Figure 1

Cholesterol catabolism pathways. (a) Cholesterol catabolism pathway in Actinomycetes. Mycobacterium tuberculosis and some species of Rhodococcus have the capacity to catabolize cholesterol as a source of carbon and energy. In these strains, two catabolic pathways have been identified. One (step 1) is the side chain degradation pathway, in which the aliphatic side chain on C-17 is removed in a process similar to beta-oxidation. The second is the four-ring degradation pathway (steps 2–8). In ring degradation, three enzymes, cholesterol-3-OH-dehydrogenase (step 2), 3-ketosteroid Δ¹-dehydrogenase (step 3), and 3-ketosteroid-9α-hydroxylase (step 4) catalyze B-ring opening and A-ring aromatization to produce 3-hydroxy-9,10-seconandrost-1,3,5(10)-triene-9,17-dione (3-HSA). Three additional enzymes (HasAB, step 5; HasC, step 6; HasD; step 7) then generate 9,17-dioxo-1,2,3,4,10,19-hexanorandrostan-5-oic acid (DOHNAA) via oxygenolytic cleavage of ring A. (b) Theoretical pathway for cholesterol catabolism in humans. Steroidogenic cells express cytochrome p450s that can remove the C-17 side chain during steroid hormone biosynthesis (step 1). However, humans lack enzymes needed to degrade the cyclopentanoperhydrophenanthrene (cholestane) ring. To allow B ring opening in human cells we humanized cholesterol-3-OH-dehydrogenase (CholD; to catalyze step 2), 3-ketosteroid Δ¹-dehydrogenase (Δ¹-KstD; to catalyze step 3) and 3-ketosteroid-9α-hydroxylase (Kst-9αH; to catalyze step 4).
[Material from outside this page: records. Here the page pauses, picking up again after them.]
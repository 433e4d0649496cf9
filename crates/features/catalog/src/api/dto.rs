//! Request and response bodies of the catalog routes.

use crate::model::{
    ForumUser, Game, Project, ProjectImage, Release, RequirementLink, SubPluginPath, Tag,
};
use crate::people::UserProjects;
use crate::query::Page;
use crate::requirements::RequirementEntry;
use crate::{NewPath, NewProject, NewRelease, ProjectUpdate};
use chrono::{DateTime, Utc};
use pmgr_derive::api_model;
use pmgr_kernel::domain::layout::PathLayout;
use pmgr_kernel::domain::project::ProjectKey;

/// Query of `POST /{kind}`; the archive is the request body.
#[api_model(request, rename_all = "snake_case")]
#[cfg_attr(feature = "server", derive(utoipa::IntoParams))]
#[cfg_attr(feature = "server", into_params(parameter_in = Query))]
pub struct CreateProjectParams {
    pub name: String,
    pub version: String,
    #[serde(default)]
    pub notes: String,
    #[serde(default)]
    pub synopsis: String,
    #[serde(default)]
    pub description: String,
    #[serde(default)]
    pub configuration: String,
    pub topic: Option<u32>,
}

impl From<CreateProjectParams> for NewProject {
    fn from(params: CreateProjectParams) -> Self {
        Self {
            name: params.name,
            version: params.version,
            notes: params.notes,
            synopsis: params.synopsis,
            description: params.description,
            configuration: params.configuration,
            topic: params.topic,
        }
    }
}

/// Query of `POST /{kind}/{slug}/releases`; the archive is the request body.
#[api_model(request, rename_all = "snake_case")]
#[cfg_attr(feature = "server", derive(utoipa::IntoParams))]
#[cfg_attr(feature = "server", into_params(parameter_in = Query))]
pub struct ReleaseParams {
    pub version: String,
    #[serde(default)]
    pub notes: String,
}

impl From<ReleaseParams> for NewRelease {
    fn from(params: ReleaseParams) -> Self {
        Self { version: params.version, notes: params.notes }
    }
}

#[api_model(request)]
#[derive(Default)]
pub struct UpdateProjectRequest {
    pub name: Option<String>,
    pub synopsis: Option<String>,
    pub description: Option<String>,
    pub configuration: Option<String>,
    pub topic: Option<u32>,
}

impl From<UpdateProjectRequest> for ProjectUpdate {
    fn from(request: UpdateProjectRequest) -> Self {
        Self {
            name: request.name,
            synopsis: request.synopsis,
            description: request.description,
            configuration: request.configuration,
            topic: request.topic,
        }
    }
}

#[api_model(request)]
pub struct PathRequest {
    pub path: String,
    #[serde(default)]
    pub allow_module: bool,
    #[serde(default)]
    pub allow_package_using_basename: bool,
    #[serde(default)]
    pub allow_package_using_init: bool,
}

impl From<PathRequest> for NewPath {
    fn from(request: PathRequest) -> Self {
        Self {
            path: request.path,
            allow_module: request.allow_module,
            allow_package_using_basename: request.allow_package_using_basename,
            allow_package_using_init: request.allow_package_using_init,
        }
    }
}

#[api_model(request)]
pub struct RegisterUserRequest {
    pub forum_id: u64,
    pub username: String,
}

/// Query of `POST /archives/inspect/{kind}`.
#[api_model(request, rename_all = "snake_case")]
#[cfg_attr(feature = "server", derive(utoipa::IntoParams))]
#[cfg_attr(feature = "server", into_params(parameter_in = Query))]
pub struct InspectParams {
    /// Parent plugin slug, required for sub-plugins.
    pub plugin: Option<String>,
}

/// Row of a project listing.
#[api_model(response)]
pub struct ProjectSummary {
    pub kind: String,
    pub plugin: Option<String>,
    pub slug: String,
    pub name: String,
    pub basename: String,
    pub synopsis: String,
    pub current_version: Option<String>,
    pub total_downloads: u64,
    pub logo: Option<String>,
    pub tags: Vec<String>,
    pub supported_games: Vec<String>,
    pub updated: DateTime<Utc>,
}

impl From<&Project> for ProjectSummary {
    fn from(project: &Project) -> Self {
        Self {
            kind: project.kind().noun().to_owned(),
            plugin: project.key.plugin.clone(),
            slug: project.key.slug.clone(),
            name: project.name.clone(),
            basename: project.basename.clone(),
            synopsis: project.synopsis.clone(),
            current_version: project.current_version().map(str::to_owned),
            total_downloads: project.total_downloads(),
            logo: project.logo.clone(),
            tags: project.tags.clone(),
            supported_games: project.supported_games.clone(),
            updated: project.updated(),
        }
    }
}

#[api_model(response)]
pub struct ProjectPage {
    pub items: Vec<ProjectSummary>,
    pub page: usize,
    pub page_size: usize,
    pub total: usize,
    pub total_pages: usize,
}

impl From<Page<Project>> for ProjectPage {
    fn from(page: Page<Project>) -> Self {
        let page = page.map(|project| ProjectSummary::from(&project));
        Self {
            items: page.items,
            page: page.page,
            page_size: page.page_size,
            total: page.total,
            total_pages: page.total_pages,
        }
    }
}

#[api_model(response)]
pub struct ReleaseView {
    pub version: String,
    pub notes: String,
    pub file_name: String,
    pub downloads: u64,
    pub created: DateTime<Utc>,
}

impl From<&Release> for ReleaseView {
    fn from(release: &Release) -> Self {
        Self {
            version: release.version.clone(),
            notes: release.notes.clone(),
            file_name: release.file_name().to_owned(),
            downloads: release.downloads,
            created: release.created,
        }
    }
}

#[api_model(response)]
pub struct ImageView {
    pub id: String,
    pub file: String,
    pub created: DateTime<Utc>,
}

impl From<&ProjectImage> for ImageView {
    fn from(image: &ProjectImage) -> Self {
        Self { id: image.id.clone(), file: image.file.clone(), created: image.created }
    }
}

#[api_model(response)]
pub struct PathView {
    pub id: String,
    pub path: String,
    pub allow_module: bool,
    pub allow_package_using_basename: bool,
    pub allow_package_using_init: bool,
    pub created: DateTime<Utc>,
}

impl From<&SubPluginPath> for PathView {
    fn from(path: &SubPluginPath) -> Self {
        Self {
            id: path.id.clone(),
            path: path.path.clone(),
            allow_module: path.layout.contains(PathLayout::MODULE),
            allow_package_using_basename: path.layout.contains(PathLayout::PACKAGE_USING_BASENAME),
            allow_package_using_init: path.layout.contains(PathLayout::PACKAGE_USING_INIT),
            created: path.created,
        }
    }
}

#[api_model(response)]
pub struct RequirementLinkView {
    pub key: String,
    pub version: Option<String>,
    pub optional: bool,
}

impl From<&RequirementLink> for RequirementLinkView {
    fn from(link: &RequirementLink) -> Self {
        Self { key: link.key.clone(), version: link.version.clone(), optional: link.optional }
    }
}

#[api_model(response)]
pub struct RequirementsView {
    pub packages: Vec<RequirementLinkView>,
    pub pypi: Vec<RequirementLinkView>,
    pub download: Vec<RequirementLinkView>,
    pub vcs: Vec<RequirementLinkView>,
}

/// Everything shown on a project page.
#[api_model(response)]
pub struct ProjectDetail {
    #[serde(flatten)]
    pub summary: ProjectSummary,
    pub description: String,
    pub configuration: String,
    pub forum_url: Option<String>,
    pub owner: u64,
    pub contributors: Vec<u64>,
    pub requirements: RequirementsView,
    pub releases: Vec<ReleaseView>,
    pub images: Vec<ImageView>,
    pub paths: Vec<PathView>,
    pub created: DateTime<Utc>,
}

impl ProjectDetail {
    #[must_use]
    pub fn new(project: &Project, forum: &str) -> Self {
        let links = |links: &[RequirementLink]| -> Vec<RequirementLinkView> {
            links.iter().map(Into::into).collect()
        };
        Self {
            summary: project.into(),
            description: project.description.clone(),
            configuration: project.configuration.clone(),
            forum_url: project.forum_url(forum),
            owner: project.owner,
            contributors: project.contributors.clone(),
            requirements: RequirementsView {
                packages: links(&project.requirements.packages),
                pypi: links(&project.requirements.pypi),
                download: links(&project.requirements.download),
                vcs: links(&project.requirements.vcs),
            },
            releases: project.releases.iter().map(Into::into).collect(),
            images: project.images.iter().map(Into::into).collect(),
            paths: project.paths.iter().map(Into::into).collect(),
            created: project.created,
        }
    }
}

#[api_model(response)]
pub struct UserView {
    pub forum_id: u64,
    pub username: String,
    pub created: DateTime<Utc>,
}

impl From<ForumUser> for UserView {
    fn from(user: ForumUser) -> Self {
        Self { forum_id: user.forum_id, username: user.username, created: user.created }
    }
}

#[api_model(response)]
pub struct UserDetail {
    #[serde(flatten)]
    pub user: UserView,
    pub owned: Vec<ProjectSummary>,
    pub contributions: Vec<ProjectSummary>,
}

impl UserDetail {
    #[must_use]
    pub fn new(user: ForumUser, projects: &UserProjects) -> Self {
        Self {
            user: user.into(),
            owned: projects.owned.iter().map(Into::into).collect(),
            contributions: projects.contributions.iter().map(Into::into).collect(),
        }
    }
}

#[api_model(response)]
pub struct TagView {
    pub name: String,
    pub black_listed: bool,
}

impl From<Tag> for TagView {
    fn from(tag: Tag) -> Self {
        Self { name: tag.name, black_listed: tag.black_listed }
    }
}

#[api_model(response)]
pub struct GameView {
    pub name: String,
    pub basename: String,
    pub slug: String,
    pub icon: Option<String>,
}

impl From<Game> for GameView {
    fn from(game: Game) -> Self {
        Self { name: game.name, basename: game.basename, slug: game.slug, icon: game.icon }
    }
}

/// A project that declares a requirement.
#[api_model(response)]
pub struct DependentView {
    pub kind: String,
    pub plugin: Option<String>,
    pub slug: String,
}

impl From<ProjectKey> for DependentView {
    fn from(key: ProjectKey) -> Self {
        Self { kind: key.kind.noun().to_owned(), plugin: key.plugin, slug: key.slug }
    }
}

#[api_model(response)]
pub struct RequirementView {
    pub group: String,
    pub key: String,
    pub name: String,
    pub url: Option<String>,
    pub dependents: Vec<DependentView>,
}

impl From<RequirementEntry> for RequirementView {
    fn from(entry: RequirementEntry) -> Self {
        Self {
            group: entry.group.as_str().to_owned(),
            key: entry.key,
            name: entry.name,
            url: entry.url,
            dependents: entry.dependents.into_iter().map(Into::into).collect(),
        }
    }
}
Brackets designate unstable intermediate compounds that degrade spontaneously. Abbreviations: DHEA, 3β-hydroxyandrost-5-ene-17-one; AD, androst-4-ene-3,17-dione; ADD, androsta-1,4-diene-3,17-dione; 3,4-DHSA, 3,4-dihydroxy-9,10-seconandrost-1,3,5(10)-triene-9,17-dione; 4,9-DSHA, 4,5–9,10-diseco-3-hydroxy-5,9,17-trioxoandrosta-1(10),2-diene-4-oic acid; DOHNAA, 9,17-dioxo-1,2,3,4,10,19-hexanorandrostan-5-oic acid; PL, 3β-hydroxypregn-5-en-20-one; PD, pregn-4-ene-3,20-dione; PDD, pregn-1,4-diene-3,20-dione; 3-HSP, 3-hydroxy-9,10-secopregn-1,3,5(10)-triene-9,20-dione; 9-OHPDD, 9-hydroxypregn-1,4-diene-3,20-dione. The pathways in part A are based, in part, on the studies of Van der Geize et al.⁵³.